Turning the medical model on its head
Mackie said it's also putting the power of medical decision-making in life or death situations into the hands of everyday people, including drug users themselves.
"The medical model is you come to the doctor, you're forced to come into a clinic, diagnosis and treatment happens and you'll take the medication as prescribed," Mackie said.
"The provincial program to distribute naloxone has become much more permissive," Mackie said. "It used to have to funnel out of our harm reduction programs where somebody had to be, you know, an IV drug user to access the program."
"Now we're able to go out to a homeless shelter and train all the staff there and distribute the equipment that way," he said. "The total cost of this program, compared to the number of lives we're saving, I think it's very affordable."
'Basically there's no profit on this'
The latest figures from the province also suggest Ontario pharmacies are making a profit through the distribution of the life-saving drug, with over 55,000 naloxone kits distributed through 2,010 participating pharmacies in 260 cities and towns throughout the province at a cost of $3.38 million since the launch of the Ontario Naloxone Program for Pharmacies in June 2016.
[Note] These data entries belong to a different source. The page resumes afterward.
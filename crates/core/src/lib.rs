//! Course Architect core: the course domain model, the graph-backed course
//! repository, model and research-tool clients, and the three-stage
//! generation pipeline built on them.

pub mod course;
pub mod graph_store;
pub mod llm_client;
pub mod pipeline;
pub mod prompts;
pub mod provider;
pub mod research;
pub mod store;

#[cfg(test)]
pub(crate) mod testing;
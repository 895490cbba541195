use super::ResearchTool;
use anyhow::Result;
use async_trait::async_trait;
use regex::Regex;
use serde::Deserialize;
use std::sync::LazyLock;
use tracing::debug;

const DEFAULT_API_URL: &str = "https://en.wikipedia.org/w/api.php";
const SUMMARY_SENTENCES: usize = 8;

/// Target of a wiki link, up to the first `|` or `#`.
static WIKI_LINK: LazyLock<Regex> =
    LazyLock::new(|| Regex::new(r"\[\[([^\]|#]+)").expect("Wiki link pattern must compile"));

/// Encyclopedic background from the MediaWiki API.
pub struct WikipediaTool {
    http: reqwest::Client,
    api_url: String,
}

#[derive(Deserialize)]
struct SearchResponse {
    query: Option<SearchQuery>,
}

#[derive(Deserialize)]
struct SearchQuery {
    #[serde(default)]
    search: Vec<SearchHit>,
}

#[derive(Deserialize)]
struct SearchHit {
    title: String,
}

#[derive(Deserialize)]
struct PagesResponse {
    query: Option<PagesQuery>,
}

#[derive(Deserialize)]
struct PagesQuery {
    #[serde(default)]
    pages: Vec<Page>,
}

#[derive(Deserialize)]
struct Page {
    title: String,
    #[serde(default)]
    missing: bool,
    #[serde(default)]
    extract: Option<String>,
    #[serde(default)]
    pageprops: Option<PageProps>,
}

#[derive(Deserialize)]
struct PageProps {
    disambiguation: Option<serde_json::Value>,
}

#[derive(Deserialize)]
struct ParseResponse {
    parse: Option<ParsedPage>,
}

#[derive(Deserialize)]
struct ParsedPage {
    #[serde(default)]
    wikitext: String,
}

enum Lookup {
    Found { extract: String },
    Disambiguation { title: String },
    Missing,
}

impl WikipediaTool {
    pub fn new(http: reqwest::Client) -> Self {
        Self::with_api_url(http, DEFAULT_API_URL)
    }

    pub fn with_api_url(http: reqwest::Client, api_url: impl Into<String>) -> Self {
        Self {
            http,
            api_url: api_url.into(),
        }
    }

    async fn get<T: for<'de> Deserialize<'de>>(&self, params: &[(&str, &str)]) -> Result<T> {
        Ok(self
            .http
            .get(&self.api_url)
            .query(&[("format", "json"), ("formatversion", "2")])
            .query(params)
            .send()
            .await?
            .error_for_status()?
            .json::<T>()
            .await?)
    }

    /// Resolves a free-text query to the best-matching article title.
    async fn suggest(&self, query: &str) -> Result<Option<String>> {
        let response: SearchResponse = self
            .get(&[
                ("action", "query"),
                ("list", "search"),
                ("srsearch", query),
                ("srlimit", "1"),
            ])
            .await?;
        Ok(response
            .query
            .and_then(|q| q.search.into_iter().next())
            .map(|hit| hit.title))
    }

    async fn page(&self, title: &str) -> Result<Lookup> {
        let response: PagesResponse = self
            .get(&[
                ("action", "query"),
                ("prop", "extracts|pageprops"),
                ("exintro", "1"),
                ("explaintext", "1"),
                ("redirects", "1"),
                ("titles", title),
            ])
            .await?;
        let Some(page) = response.query.and_then(|q| q.pages.into_iter().next()) else {
            return Ok(Lookup::Missing);
        };
        if page.missing {
            return Ok(Lookup::Missing);
        }
        if page.pageprops.is_some_and(|p| p.disambiguation.is_some()) {
            return Ok(Lookup::Disambiguation { title: page.title });
        }
        match page.extract {
            Some(extract) if !extract.trim().is_empty() => Ok(Lookup::Found { extract }),
            _ => Ok(Lookup::Missing),
        }
    }

    /// The article titles a disambiguation page lists, in page order.
    async fn candidates(&self, title: &str) -> Result<Vec<String>> {
        let response: ParseResponse = self
            .get(&[
                ("action", "parse"),
                ("prop", "wikitext"),
                ("redirects", "1"),
                ("page", title),
            ])
            .await?;
        Ok(response
            .parse
            .map(|p| list_links(&p.wikitext))
            .unwrap_or_default())
    }

    async fn lookup(&self, query: &str) -> Result<String> {
        let Some(title) = self.suggest(query).await? else {
            return Ok(format!("No Wikipedia page found for: {}", query));
        };
        debug!(query = %query, title = %title, "Wikipedia suggestion");

        match self.page(&title).await? {
            Lookup::Found { extract } => Ok(format!(
                "[Wikipedia: {}]\n{}",
                query,
                first_sentences(&extract, SUMMARY_SENTENCES)
            )),
            Lookup::Missing => Ok(format!("No Wikipedia page found for: {}", query)),
            Lookup::Disambiguation { title } => {
                // One retry against the first candidate, taken literally.
                let retry = match self.candidates(&title).await {
                    Ok(candidates) => match candidates.into_iter().next() {
                        Some(candidate) => match self.page(&candidate).await {
                            Ok(Lookup::Found { extract }) => Some(format!(
                                "[Wikipedia: {}]\n{}",
                                candidate,
                                first_sentences(&extract, SUMMARY_SENTENCES)
                            )),
                            _ => None,
                        },
                        None => None,
                    },
                    Err(_) => None,
                };
                Ok(retry.unwrap_or_else(|| {
                    format!("Could not retrieve Wikipedia content for: {}", query)
                }))
            }
        }
    }
}

#[async_trait]
impl ResearchTool for WikipediaTool {
    fn name(&self) -> &str {
        "wiki_tool"
    }

    fn description(&self) -> &str {
        "Search Wikipedia for encyclopedic background on a topic. Use it when the lesson is about \
         history, definitions, standard concepts, or famous people."
    }

    async fn invoke(&self, query: &str) -> String {
        match self.lookup(query).await {
            Ok(text) => text,
            Err(e) => format!("Wikipedia search failed: {}", e),
        }
    }
}

/// Link targets of `*` list lines, in the order they appear.
fn list_links(wikitext: &str) -> Vec<String> {
    wikitext
        .lines()
        .filter(|line| line.trim_start().starts_with('*'))
        .filter_map(|line| WIKI_LINK.captures(line))
        .map(|caps| caps[1].trim().to_string())
        .filter(|target| !target.is_empty() && !target.contains(':'))
        .collect()
}

/// Returns the first `n` sentences of `text`, with whitespace normalized.
pub(crate) fn first_sentences(text: &str, n: usize) -> String {
    let text = super::normalize_whitespace(text);
    let mut count = 0;
    let mut chars = text.char_indices().peekable();
    while let Some((idx, c)) = chars.next() {
        if matches!(c, '.' | '!' | '?') {
            let at_boundary = match chars.peek() {
                None => true,
                Some((_, next)) => next.is_whitespace(),
            };
            if at_boundary {
                count += 1;
                if count == n {
                    return text[..idx + c.len_utf8()].to_string();
                }
            }
        }
    }
    text
}

#[cfg(test)]
mod tests {
    use super::*;
    use serde_json::json;
    use wiremock::matchers::{method, query_param};
    use wiremock::{Mock, MockServer, ResponseTemplate};

    async fn tool(server: &MockServer) -> WikipediaTool {
        WikipediaTool::with_api_url(reqwest::Client::new(), format!("{}/w/api.php", server.uri()))
    }

    async fn mount_search(server: &MockServer, query: &str, titles: &[&str]) {
        let hits: Vec<_> = titles.iter().map(|t| json!({ "title": t })).collect();
        Mock::given(method("GET"))
            .and(query_param("list", "search"))
            .and(query_param("srsearch", query))
            .respond_with(ResponseTemplate::new(200).set_body_json(json!({
                "query": { "search": hits }
            })))
            .mount(server)
            .await;
    }

    async fn mount_page(server: &MockServer, title: &str, page: serde_json::Value) {
        Mock::given(method("GET"))
            .and(query_param("prop", "extracts|pageprops"))
            .and(query_param("titles", title))
            .respond_with(
                ResponseTemplate::new(200).set_body_json(json!({ "query": { "pages": [page] } })),
            )
            .mount(server)
            .await;
    }

    #[test]
    fn test_first_sentences() {
        let text = "One. Two! Three? Version 3.5 is four. Five.";
        assert_eq!(first_sentences(text, 2), "One. Two!");
        assert_eq!(first_sentences(text, 4), "One. Two! Three? Version 3.5 is four.");
        assert_eq!(first_sentences("Short text", 8), "Short text");
    }

    #[tokio::test]
    async fn test_summary_found() {
        let server = MockServer::start().await;
        mount_search(&server, "entropy", &["Entropy"]).await;
        mount_page(
            &server,
            "Entropy",
            json!({ "title": "Entropy", "extract": "Entropy is a measure. It grows." }),
        )
        .await;

        let text = tool(&server).await.invoke("entropy").await;
        assert_eq!(text, "[Wikipedia: entropy]\nEntropy is a measure. It grows.");
    }

    #[tokio::test]
    async fn test_no_search_hits_is_not_found() {
        let server = MockServer::start().await;
        mount_search(&server, "qwxzv", &[]).await;

        let text = tool(&server).await.invoke("qwxzv").await;
        assert_eq!(text, "No Wikipedia page found for: qwxzv");
    }

    #[tokio::test]
    async fn test_disambiguation_retries_first_candidate() {
        let server = MockServer::start().await;
        mount_search(&server, "heat", &["Heat (disambiguation)"]).await;
        mount_page(
            &server,
            "Heat (disambiguation)",
            json!({ "title": "Heat (disambiguation)", "pageprops": { "disambiguation": "" } }),
        )
        .await;
        Mock::given(method("GET"))
            .and(query_param("action", "parse"))
            .and(query_param("page", "Heat (disambiguation)"))
            .respond_with(ResponseTemplate::new(200).set_body_json(json!({
                "parse": {
                    "title": "Heat (disambiguation)",
                    "wikitext": "'''Heat''' is energy in transfer.\n\n== Science ==\n* [[Heat|Heat (physics)]], energy transferred between systems\n* [[Atmospheric heat]]\n\n== Film ==\n* [[Heat (1995 film)]]"
                }
            })))
            .mount(&server)
            .await;
        mount_page(
            &server,
            "Heat",
            json!({ "title": "Heat", "extract": "Heat is energy in transfer." }),
        )
        .await;

        let text = tool(&server).await.invoke("heat").await;
        assert_eq!(text, "[Wikipedia: Heat]\nHeat is energy in transfer.");
    }

    #[test]
    fn test_list_links_keeps_page_order() {
        let wikitext = "'''Mercury''' may refer to:\n\
                        See [[Hermes]] for the god.\n\
                        * [[Mercury (planet)|Mercury]], the closest planet\n\
                        * [[Category:Planets]]\n\
                        * [[Mercury (element)#Isotopes|Mercury]], a chemical element\n\
                        * [[Freddie Mercury]]";
        assert_eq!(
            list_links(wikitext),
            vec!["Mercury (planet)", "Mercury (element)", "Freddie Mercury"]
        );
    }

    #[tokio::test]
    async fn test_disambiguation_follows_listing_order_not_alphabetical() {
        let server = MockServer::start().await;
        mount_search(&server, "mercury", &["Mercury"]).await;
        mount_page(
            &server,
            "Mercury",
            json!({ "title": "Mercury", "pageprops": { "disambiguation": "" } }),
        )
        .await;
        Mock::given(method("GET"))
            .and(query_param("action", "parse"))
            .and(query_param("page", "Mercury"))
            .respond_with(ResponseTemplate::new(200).set_body_json(json!({
                "parse": {
                    "title": "Mercury",
                    "wikitext": "* [[Mercury (planet)]]\n* [[Freddie Mercury]]"
                }
            })))
            .mount(&server)
            .await;
        mount_page(
            &server,
            "Mercury (planet)",
            json!({ "title": "Mercury (planet)", "extract": "Mercury is the first planet." }),
        )
        .await;
        mount_page(
            &server,
            "Freddie Mercury",
            json!({ "title": "Freddie Mercury", "extract": "Freddie Mercury was a singer." }),
        )
        .await;

        let text = tool(&server).await.invoke("mercury").await;
        assert_eq!(text, "[Wikipedia: Mercury (planet)]\nMercury is the first planet.");
    }

    #[tokio::test]
    async fn test_transport_failure_is_reported_as_text() {
        let server = MockServer::start().await;
        Mock::given(method("GET"))
            .respond_with(ResponseTemplate::new(500))
            .mount(&server)
            .await;

        let text = tool(&server).await.invoke("anything").await;
        assert!(text.starts_with("Wikipedia search failed:"));
    }
}
#[cfg(test)]
mod tests {
    use super::*;
    use crate::config::{Config, GraphBackend};
    use anyhow::Result;
    use async_trait::async_trait;
    use course_architect_core::{
        course::CourseOutline,
        llm_client::{LLMAction, LLMClient, ToolSpec},
        pipeline::{ArchitectStrategy, CoursePipeline},
        prompts::PromptLibrary,
        provider::{ProviderCredentials, ProviderMode},
        research::{ResearchTool, ResearchToolSet},
        store::{CourseStore, InMemoryCourseStore},
    };
    use serde_json::json;

    /// Answers outline prompts with a fixed 3 x 3 outline, everything else
    /// with a fixed lesson draft, and never selects a tool.
    struct CannedModel;

    fn outline() -> String {
        let modules: Vec<_> = (1..=3)
            .map(|m| {
                json!({
                    "title": format!("Module {}", m),
                    "lessons": (1..=3).map(|l| json!({"title": format!("Lesson {}.{}", m, l)})).collect::<Vec<_>>()
                })
            })
            .collect();
        json!({ "modules": modules }).to_string()
    }

    #[async_trait]
    impl LLMClient for CannedModel {
        async fn invoke(&self, prompt: &str) -> Result<String> {
            if prompt.contains("curriculum architect") {
                Ok(outline())
            } else if prompt.contains("Lesson Title:") {
                Ok(json!({
                    "text": "Lesson body",
                    "script": "Narrator: hello",
                    "quiz": [{"question": "Q?", "options": ["A", "B", "C", "D"], "answer": "A"}]
                })
                .to_string())
            } else {
                Ok("Research notes".to_string())
            }
        }

        async fn decide_action(&self, _prompt: &str, _tools: &[ToolSpec]) -> Result<LLMAction> {
            Ok(LLMAction::TextResponse(String::new()))
        }
    }

    struct CannedSearch;

    #[async_trait]
    impl ResearchTool for CannedSearch {
        fn name(&self) -> &str {
            "search_tool"
        }

        fn description(&self) -> &str {
            "Canned web search."
        }

        async fn invoke(&self, query: &str) -> String {
            format!("[DuckDuckGo: {}]\n\nFact: heat flows", query)
        }
    }

    fn config() -> Config {
        Config {
            bind_address: "127.0.0.1:0".parse().unwrap(),
            graph_backend: GraphBackend::Memory,
            neo4j_uri: "bolt://localhost:7687".to_string(),
            neo4j_username: "neo4j".to_string(),
            neo4j_password: "password".to_string(),
            llm_mode: ProviderMode::Local,
            llm_credentials: ProviderCredentials {
                api_key: "test".to_string(),
                base_url: "http://localhost:4000".to_string(),
                model: "test-model".to_string(),
            },
            llm_temperature: 0.5,
            architect_strategy: ArchitectStrategy::Structured,
            log_level: tracing::Level::INFO,
            prompts_path: None,
        }
    }

    fn app_state(store: Arc<InMemoryCourseStore>) -> Arc<AppState> {
        let model: Arc<dyn LLMClient> = Arc::new(CannedModel);
        let tools = ResearchToolSet::new(vec![], Arc::new(CannedSearch));
        let pipeline = CoursePipeline::new(
            store.clone(),
            model.clone(),
            model,
            Arc::new(tools),
            Arc::new(PromptLibrary::builtin()),
            ArchitectStrategy::Structured,
        );
        Arc::new(AppState {
            store,
            pipeline: Arc::new(pipeline),
            config: Arc::new(config()),
        })
    }

    async fn seeded() -> Arc<InMemoryCourseStore> {
        let store = Arc::new(InMemoryCourseStore::new());
        let outline = CourseOutline::parse(&outline()).unwrap();
        store.upsert_outline("Thermodynamics", &outline).await.unwrap();
        store
    }

    #[tokio::test]
    async fn test_list_courses() {
        let state = app_state(seeded().await);
        let Json(list) = list_courses(State(state)).await.unwrap();
        assert_eq!(list.titles, vec!["Thermodynamics".to_string()]);
    }

    #[tokio::test]
    async fn test_list_courses_store_failure_is_internal_error() {
        let store = seeded().await;
        store.set_unavailable(true);
        let err = list_courses(State(app_state(store))).await.unwrap_err();
        assert!(matches!(err, ApiError::InternalServerError(_)));
        assert_eq!(
            err.into_response().status(),
            StatusCode::INTERNAL_SERVER_ERROR
        );
    }

    #[tokio::test]
    async fn test_course_tree_by_substring() {
        let state = app_state(seeded().await);
        let Json(tree) = get_course_tree(
            State(state),
            Query(CourseTreeQuery {
                title: "Thermo".to_string(),
            }),
        )
        .await
        .unwrap();

        assert_eq!(tree.modules.len(), 3);
        assert_eq!(tree.modules[0].lessons[0].title, "Lesson 1.1");
        assert_eq!(
            tree.modules[0].lessons[0].content.text,
            "Content is being generated..."
        );
    }

    #[tokio::test]
    async fn test_course_tree_unknown_and_empty_titles() {
        let state = app_state(seeded().await);
        let err = get_course_tree(
            State(state.clone()),
            Query(CourseTreeQuery {
                title: "Cooking".to_string(),
            }),
        )
        .await
        .unwrap_err();
        assert_eq!(err.into_response().status(), StatusCode::NOT_FOUND);

        let err = get_course_tree(
            State(state),
            Query(CourseTreeQuery {
                title: "  ".to_string(),
            }),
        )
        .await
        .unwrap_err();
        assert!(matches!(err, ApiError::BadRequest(_)));
    }

    #[tokio::test]
    async fn test_complete_lesson() {
        let store = seeded().await;
        let state = app_state(store.clone());

        let Json(response) = complete_lesson(
            State(state.clone()),
            Json(CompleteLessonPayload {
                title: "Lesson 2.2".to_string(),
            }),
        )
        .await
        .unwrap();
        assert_eq!(response.updated, 1);

        let rows = store.fetch_course_rows("Thermodynamics").await.unwrap();
        assert_eq!(rows.iter().filter(|r| r.completed == Some(true)).count(), 1);

        let err = complete_lesson(
            State(state),
            Json(CompleteLessonPayload {
                title: "Lesson 9.9".to_string(),
            }),
        )
        .await
        .unwrap_err();
        assert!(matches!(err, ApiError::NotFound(_)));
    }

    #[tokio::test]
    async fn test_resume_stage_validation() {
        let state = app_state(seeded().await);
        for stage in ["architect", "dean"] {
            let err = resume_stage(
                State(state.clone()),
                Path(stage.to_string()),
                Json(ResumeStagePayload {
                    course_title: "Thermodynamics".to_string(),
                }),
            )
            .await
            .unwrap_err();
            assert!(matches!(err, ApiError::BadRequest(_)));
        }
    }

    #[tokio::test]
    async fn test_resume_librarian_then_professor() {
        let store = seeded().await;
        let state = app_state(store.clone());
        let payload = || {
            Json(ResumeStagePayload {
                course_title: "Thermodynamics".to_string(),
            })
        };

        let Json(response) = resume_stage(State(state.clone()), Path("librarian".to_string()), payload())
            .await
            .unwrap();
        assert_eq!(response.stage, "librarian");
        assert_eq!(response.lessons_processed, 9);
        assert_eq!(response.outcome["researched"][0]["source"], "search_tool");

        let Json(response) = resume_stage(State(state), Path("professor".to_string()), payload())
            .await
            .unwrap();
        assert_eq!(response.lessons_processed, 9);
        assert!(store.lessons_pending_content("Thermodynamics").await.unwrap().is_empty());
    }

    #[tokio::test]
    async fn test_generate_course_streams_stage_events() {
        let store = Arc::new(InMemoryCourseStore::new());
        let sse = generate_course(
            State(app_state(store.clone())),
            Json(GenerateCoursePayload {
                topic: "Thermodynamics".to_string(),
            }),
        )
        .await
        .unwrap();

        let body = axum::body::to_bytes(sse.into_response().into_body(), usize::MAX)
            .await
            .unwrap();
        let body = String::from_utf8(body.to_vec()).unwrap();

        assert_eq!(body.matches("event: stage").count(), 3);
        assert_eq!(body.matches("event: report").count(), 1);
        assert!(body.contains("\"current_status\":\"complete\""));
        assert_eq!(store.fetch_course_rows("Thermodynamics").await.unwrap().len(), 9);
    }

    #[tokio::test]
    async fn test_generate_course_rejects_empty_topic() {
        let store = Arc::new(InMemoryCourseStore::new());
        let result = generate_course(
            State(app_state(store)),
            Json(GenerateCoursePayload {
                topic: String::new(),
            }),
        )
        .await;
        assert!(matches!(result, Err(ApiError::BadRequest(_))));
    }
}
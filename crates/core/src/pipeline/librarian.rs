use super::{LibrarianInput, LibrarianOutput, ResearchLogEntry};
use crate::llm_client::LLMClient;
use crate::prompts::{PromptLibrary, RESEARCH_REQUEST, RESEARCH_SUMMARY};
use crate::research::ResearchToolSet;
use crate::store::{CourseStore, PendingLesson};
use anyhow::{Context, Result, bail};
use std::sync::Arc;
use tracing::{error, info, instrument, warn};

/// Researches every lesson of a course that has no notes yet.
pub struct Librarian {
    store: Arc<dyn CourseStore>,
    llm: Arc<dyn LLMClient>,
    tools: Arc<ResearchToolSet>,
    prompts: Arc<PromptLibrary>,
}

impl Librarian {
    pub fn new(
        store: Arc<dyn CourseStore>,
        llm: Arc<dyn LLMClient>,
        tools: Arc<ResearchToolSet>,
        prompts: Arc<PromptLibrary>,
    ) -> Self {
        Self {
            store,
            llm,
            tools,
            prompts,
        }
    }

    #[instrument(name = "librarian", skip_all, fields(course = %input.course_title))]
    pub async fn run(&self, input: LibrarianInput) -> LibrarianOutput {
        let mut output = LibrarianOutput::default();
        let Some(lessons) = self
            .store
            .lessons_pending_research(&input.course_title)
            .await
        else {
            error!("Could not load lessons awaiting research");
            return output;
        };
        info!(count = lessons.len(), "Lessons awaiting research");

        for lesson in lessons {
            match self.research_lesson(&lesson).await {
                Ok(entry) => {
                    info!("{}", entry);
                    output.researched.push(entry);
                }
                Err(e) => {
                    warn!(lesson = %lesson.title, error = ?e, "Research failed, lesson left for a later run");
                    output.failed.push(lesson.title);
                }
            }
        }
        output
    }

    async fn research_lesson(&self, lesson: &PendingLesson) -> Result<ResearchLogEntry> {
        let request = self.prompts.render(
            RESEARCH_REQUEST,
            &[
                ("lesson_title", lesson.title.as_str()),
                ("course_title", lesson.course_title.as_str()),
            ],
        )?;
        let fallback_query = format!("{} {}", lesson.title, lesson.course_title);
        let outcome = self
            .tools
            .research(self.llm.as_ref(), &request, &fallback_query)
            .await;

        let prompt = self
            .prompts
            .render(RESEARCH_SUMMARY, &[("data", outcome.text.as_str())])?;
        let notes = self
            .llm
            .invoke(&prompt)
            .await
            .context("Summarising research failed")?;
        let notes = notes.trim();
        if notes.is_empty() {
            bail!("Model returned empty notes");
        }

        match self
            .store
            .save_research(&lesson.title, notes, &outcome.source)
            .await
        {
            None => bail!("Store rejected the research notes"),
            Some(0) => bail!("No lesson titled '{}' to update", lesson.title),
            Some(n) if n > 1 => {
                warn!(lesson = %lesson.title, updated = n, "Lesson title is shared by several lessons; all were updated")
            }
            Some(_) => {}
        }

        Ok(ResearchLogEntry {
            lesson_title: lesson.title.clone(),
            source: outcome.source,
        })
    }
}
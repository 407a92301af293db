use crate::arena::Arena;
use crate::engine::World;

/// A robot's capability handle on the engine.
///
/// Built once per robot by the loader and handed to the robot's factory. It
/// answers "how big is the arena" and routes scans to the engine on the robot's
/// behalf; nothing else about the engine is reachable through it.
#[derive(Debug, Clone, Copy, PartialEq, Eq)]
pub struct RobotProxy {
    id: u32,
    arena: Arena,
}

impl RobotProxy {
    pub fn new(id: u32, arena: Arena) -> Self {
        RobotProxy { id, arena }
    }

    pub fn id(&self) -> u32 {
        self.id
    }

    pub fn arena_dimensions(&self) -> (u32, u32) {
        self.arena.dimensions()
    }

    /// Ask the engine what a scan from this robot returns. Yields -1 if the
    /// robot is not part of the world.
    pub fn scan_query(&self, world: &mut World, degree: f32, resolution: f32) -> f32 {
        world
            .scan_result(self.id, degree, resolution)
            .unwrap_or(-1.0)
    }
}
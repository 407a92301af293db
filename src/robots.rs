//! Built-in robots, loadable by name without a shared library.

use crate::loader::Loader;
use crate::proxy::RobotProxy;
use crate::robot::{Controls, Robot};
use crate::utils::bearing;

/// Drives back and forth along the X axis, turning around near the side walls.
pub struct Dummy {
    proxy: RobotProxy,
}

impl Dummy {
    pub fn new(proxy: RobotProxy) -> Self {
        Dummy { proxy }
    }
}

impl Robot for Dummy {
    fn name(&self) -> &str {
        "Dummy"
    }

    fn tick(&mut self, ctl: &mut dyn Controls) {
        let (width, _) = self.proxy.arena_dimensions();
        let (width, x) = (u64::from(width), u64::from(ctl.loc_x()));

        let mut facing = ctl.facing().round() as u32;
        if facing != 0 && facing != 180 {
            facing = 0;
        }
        if x > width * 95 / 100 {
            facing = 180;
        } else if x < width * 5 / 100 {
            facing = 0;
        }
        ctl.drive(facing as f32, 100.0);
    }
}

const SWEEP_WIDTH: f32 = 20.0;
const WANDER_TICKS: u32 = 200;

/// Sweeps its scanner around, shoots at whatever it finds and wanders about.
pub struct Doofus {
    proxy: RobotProxy,
    scan_dir: f32,
    heading: f32,
    ticks_on_heading: u32,
}

impl Doofus {
    pub fn new(proxy: RobotProxy) -> Self {
        Doofus {
            proxy,
            scan_dir: 0.0,
            heading: 0.0,
            ticks_on_heading: WANDER_TICKS,
        }
    }

    fn near_wall(&self, x: u32, y: u32) -> bool {
        let (width, height) = self.proxy.arena_dimensions();
        let margin_x = width / 10;
        let margin_y = height / 10;
        x < margin_x || x > width - margin_x || y < margin_y || y > height - margin_y
    }
}

impl Robot for Doofus {
    fn name(&self) -> &str {
        "Doofus"
    }

    fn tick(&mut self, ctl: &mut dyn Controls) {
        let range = ctl.scan(self.scan_dir, SWEEP_WIDTH);
        if range > 0.0 {
            // Keep the scanner on target and fire
            ctl.cannon(self.scan_dir, range);
        } else if range == 0.0 {
            self.scan_dir = (self.scan_dir + SWEEP_WIDTH) % 360.0;
        }

        let (x, y) = (ctl.loc_x(), ctl.loc_y());
        self.ticks_on_heading += 1;
        if self.near_wall(x, y) {
            let (width, height) = self.proxy.arena_dimensions();
            self.heading = bearing(x as f32, y as f32, width as f32 / 2.0, height as f32 / 2.0);
            self.ticks_on_heading = 0;
        } else if self.ticks_on_heading >= WANDER_TICKS {
            self.heading = (ctl.rand(360) - 1) as f32;
            self.ticks_on_heading = 0;
        }
        ctl.drive(self.heading, 50.0);
    }
}

fn build_dummy(proxy: RobotProxy) -> Box<dyn Robot> {
    Box::new(Dummy::new(proxy))
}

fn build_doofus(proxy: RobotProxy) -> Box<dyn Robot> {
    Box::new(Doofus::new(proxy))
}

/// Make the built-in robots available to `loader` by name.
pub fn register_builtins(loader: &mut Loader) {
    loader.register_builtin("Dummy", build_dummy);
    loader.register_builtin("Doofus", build_doofus);
}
Compare that to the 41,152 kits distributed through the province's jails, hospitals and local health units, which cost about $1.63 million from Oct 31, 2013 to Sept 2017.
The Ministry of Health says the $3.38 million cost borne by the province to distribute naloxone through pharmacies includes "drug cost, mark up and a dispensing fee."
Something disputed by Allan Malek, the executive vice-president of the Ontario Pharmacy Association.
"There is no mark-up on it. In fact, it's actually a set funding formula," he said.
"Very simply it's structured as a set fee for an initial kit," Malek said. "Then there's a separate fee for a kit that's being replaced."
Malek said pharmacies get $70 for each naloxone kit they hand out initially, which includes the $35 cost of the naloxone kit itself, a $10 dispensing fee and a $25 training fee.
Each kit thereafter Malek said the pharmacy receives $45, which includes the $35 cost of the kit and the $10 dispensing fee.
"There's basically very little profit, if anything," he said. "Quite simply the dispensing fee covers the cost of the time it takes to enter the information of the patient into the pharmacy computer system."
"So basically there's no profit on this," he said.
Malek said pharmacies play a big role in helping people deal with the opioid crisis by providing convenient locations for people to not only pick up their free kits, but help the public understand how to use them.
"Quite simply pharmacies are the most accessible health providers in the province," he said. "You can turn anywhere and find a pharmacy and speak to a health professional without the need of an appointment."
"We're talking about life and death situations, you need quick access to these medications and making it available through a health professional is, I think, sound public health policy," said Malek.